But, in truth, many curries, among my favorites, are those that are beautifully balanced stews or sautes, combining hot and mild, sweet and pungent seasonings to provide very pleasing, well-rounded experiences. Most, like this Coconut Curry Shrimp recipe, don't even require bravery to eat them. This Coconut Curry Shrimp recip is a perfect example of a harmonious curry that features something to please everyone.
The secret to this Coconut Curry Shrimp recipe's mild but full flavor is coconut milk, which provides a rich, creamy, soothing background for all the other flavors. Joining it are pungent and biting garlic, ginger, and green onion; a medley of fresh citrus juices plus tangy lemongrass (look for it fresh in ethnic markets or well-stocked food stores, or substitute some lemon zest); and jam-like, tart tamarind paste (you'll find it in the market among other Indian, Asian, or Latin ingredients; or you can substitute more lime juice). Chopped apple and banana simmering in the sauce add their own fruity sweetness.
And don't forget the curry powder, of course.

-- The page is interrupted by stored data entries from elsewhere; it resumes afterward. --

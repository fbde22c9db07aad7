//! Orbit Core Library
//!
//! Provider normalization and relay layer: one process that drives
//! heterogeneous AI coding-agent backends and renders their event streams
//! as a single unified timeline.
//!
//! # Architecture
//!
//! ```text
//! ┌─────────────────────────────────────────────────────────────┐
//! │                       orbit-core                            │
//! ├─────────────────────────────────────────────────────────────┤
//! │  acp/        - JSON-RPC client over provider subprocesses   │
//! │  normalize/  - streaming normalizer, delta buffering        │
//! │  provider/   - adapter contract, health, retry, registry    │
//! │  relay/      - client/anchor socket router                  │
//! │  types/      - normalized session/event model, validation   │
//! │  config.rs   - provider and relay settings                  │
//! │  error.rs    - error types                                  │
//! └─────────────────────────────────────────────────────────────┘
//! ```

pub mod acp;
pub mod config;
pub mod error;
pub mod normalize;
pub mod provider;
pub mod relay;
pub mod types;

// Re-export commonly used types
pub use error::{Error, Result, ValidationFailure};
pub use types::*;

// Re-export the ACP client layer
pub use acp::{AcpClient, AcpNotification, AcpTransport, ProcessTransport, ProtocolHandler};

// Re-export normalization
pub use normalize::StreamNormalizer;

// Re-export provider components
pub use provider::{
    AcpProviderAdapter, AdapterFactory, LifecycleReport, ProviderAdapter, ProviderRegistry,
};

// Re-export the relay router
pub use relay::{PeerHandle, PeerRole, RelayRouter};

// Re-export configuration
pub use config::{OrbitConfig, RelaySettings};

My Coconut Curry Shrimp recipe calls for a mild version of this classic blend of Indian spices, but you could substitute medium or hot curry powder if you prefer. Whichever you use, buy your curry powder in small containers, as it loses its punch over several months after opening.
Canned coconut milk is widely sold in well-stocked supermarkets and specialty foods stores; be sure to buy the unsweetened kind rather than syrupy coconut milk sold as a bar drinks ingredient. And don't confuse coconut milk with the thin liquid you find sloshing around inside whole coconuts, which many people call "milk" but is technically coconut "water." True coconut milk is an extract made by grinding up the coconut's flesh with fresh water, letting it steep for several hours, and then straining the mixture. Be sure to shake the cans of coconut milk well before you open them, because their thick cream separates and forms a layer at the top of the can during storage.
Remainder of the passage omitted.